In ambito nazionale sarà al governo da qui a poche ore, un partito che è stato fondato anche da un soggetto che è stato definitivamente condannato per concorso in associazione mafiosa: il senatore Dell’Utri. Un soggetto per il quale, una sentenza definitiva, attesta che per almeno 18 anni, è stato l'intermediario di un patto tra le più importanti famiglie mafiose palermitane e l’allora imprenditore e oggi autorevole uomo politico Silvio Berlusconi".

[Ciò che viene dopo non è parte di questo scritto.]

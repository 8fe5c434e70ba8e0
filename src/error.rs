//! Error types and handling for shmpool

use std::time::Duration;

use crate::dtype::DType;

/// Result type alias for shmpool operations
pub type Result<T> = std::result::Result<T, ShmPoolError>;

/// Errors raised by the shared buffer pools and the pieces they are built from
#[derive(Debug, thiserror::Error)]
pub enum ShmPoolError {
    /// The requested element type has no entry in the dtype table
    #[error("Unsupported dtype: {name}")]
    UnsupportedDtype { name: String },

    /// A declared shape does not cover the buffer's element count
    #[error("Shape mismatch: shape {shape:?} does not hold exactly {elements} elements")]
    ShapeMismatch { shape: Vec<usize>, elements: usize },

    /// No free slot became available before the deadline
    #[error("Timed out after {waited:?} waiting for a free slot")]
    Timeout { waited: Duration },

    /// A typed view was requested over a buffer of another dtype
    #[error("Dtype mismatch: buffer holds {actual}, view requested {expected}")]
    DtypeMismatch { expected: DType, actual: DType },

    /// Slot id outside `[0, slot_count)`
    #[error("Invalid slot {slot}: pool has {slot_count} slots")]
    InvalidSlot { slot: u32, slot_count: u32 },

    /// Reclaim of a slot nobody holds
    #[error("Slot {slot} is not checked out")]
    SlotNotCheckedOut { slot: u32 },

    /// The free list ring has no room left
    #[error("Free list full: capacity {capacity}")]
    QueueFull { capacity: usize },

    /// Element index outside the view
    #[error("Index {index:?} out of bounds for shape {shape:?}")]
    IndexOutOfBounds { index: Vec<usize>, shape: Vec<usize> },

    /// Requested record length exceeds the allocated capacity
    #[error("Length {requested} exceeds capacity {capacity} of field '{field}'")]
    LengthOutOfRange {
        field: String,
        requested: usize,
        capacity: usize,
    },

    /// Local views have not been derived since the handles were attached
    #[error("Views not built: call rebuild_views() after attaching")]
    ViewsNotBuilt,

    /// The shared region does not contain a valid free list
    #[error("Corrupt free list region: {message}")]
    CorruptQueue { message: String },

    /// I/O related errors (file operations, mmap, etc.)
    #[error("I/O error: {message}")]
    Io {
        message: String,
        #[source]
        source: Option<std::io::Error>,
    },

    /// Memory allocation or mapping failures
    #[error("Memory error: {message}")]
    Memory { message: String },

    /// Invalid parameters or configuration
    #[error("Invalid parameter: {parameter} - {message}")]
    InvalidParameter { parameter: String, message: String },

    /// Platform-specific errors
    #[error("Platform error: {message}")]
    Platform { message: String },
}

impl ShmPoolError {
    /// Create an I/O error from a standard I/O error
    pub fn from_io(source: std::io::Error, context: &str) -> Self {
        Self::Io {
            message: format!("{}: {}", context, source),
            source: Some(source),
        }
    }

    /// Create an unsupported dtype error
    pub fn unsupported_dtype(name: impl Into<String>) -> Self {
        Self::UnsupportedDtype { name: name.into() }
    }

    /// Create a shape mismatch error
    pub fn shape_mismatch(shape: &[usize], elements: usize) -> Self {
        Self::ShapeMismatch {
            shape: shape.to_vec(),
            elements,
        }
    }

    /// Create a timeout error
    pub fn timeout(waited: Duration) -> Self {
        Self::Timeout { waited }
    }

    /// Create a memory error
    pub fn memory(message: impl Into<String>) -> Self {
        Self::Memory {
            message: message.into(),
        }
    }

    /// Create an invalid parameter error
    pub fn invalid_parameter(parameter: impl Into<String>, message: impl Into<String>) -> Self {
        Self::InvalidParameter {
            parameter: parameter.into(),
            message: message.into(),
        }
    }

    /// Create a platform error
    pub fn platform(message: impl Into<String>) -> Self {
        Self::Platform {
            message: message.into(),
        }
    }

    /// Create a corrupt queue error
    pub fn corrupt_queue(message: impl Into<String>) -> Self {
        Self::CorruptQueue {
            message: message.into(),
        }
    }

    /// True for the error a bounded `get_buffer` returns when the pool stays empty
    pub fn is_timeout(&self) -> bool {
        matches!(self, Self::Timeout { .. })
    }
}

impl From<std::io::Error> for ShmPoolError {
    fn from(err: std::io::Error) -> Self {
        Self::from_io(err, "I/O operation failed")
    }
}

È stata questa la dura analisi esposta dal consigliere togato al Csm Nino Di Matteo durante un seminario formativo del ‘Flc Cgil Camp’ intitolato 'La coscienza è conoscenza. Istruzione e legalità’. L’evento è stato organizzato in collaborazione con il Centro Studi Paolo e Rita Borsellino e con Proteo Fare Sapere Sicilia. La prima giornata di lavori si è svolta il 20 ottobre all’Hotel Saracen di Isola delle Femmine (Palermo) e ha visto la partecipazione, oltre a quella del magistrato palermitano, di Eliana Romano, presidente di Proteo Fare Sapere Sicilia; Pietro Patti, componente della segretaria della Flc Cgil Sicilia; Claudia Cammarata, presidente dell’Anpi Caltanissetta; Maurizio Muraglia, docente ed esperto di questioni educative e didattiche; Alfio Mannino, segretario generale della Cgil Sicilia.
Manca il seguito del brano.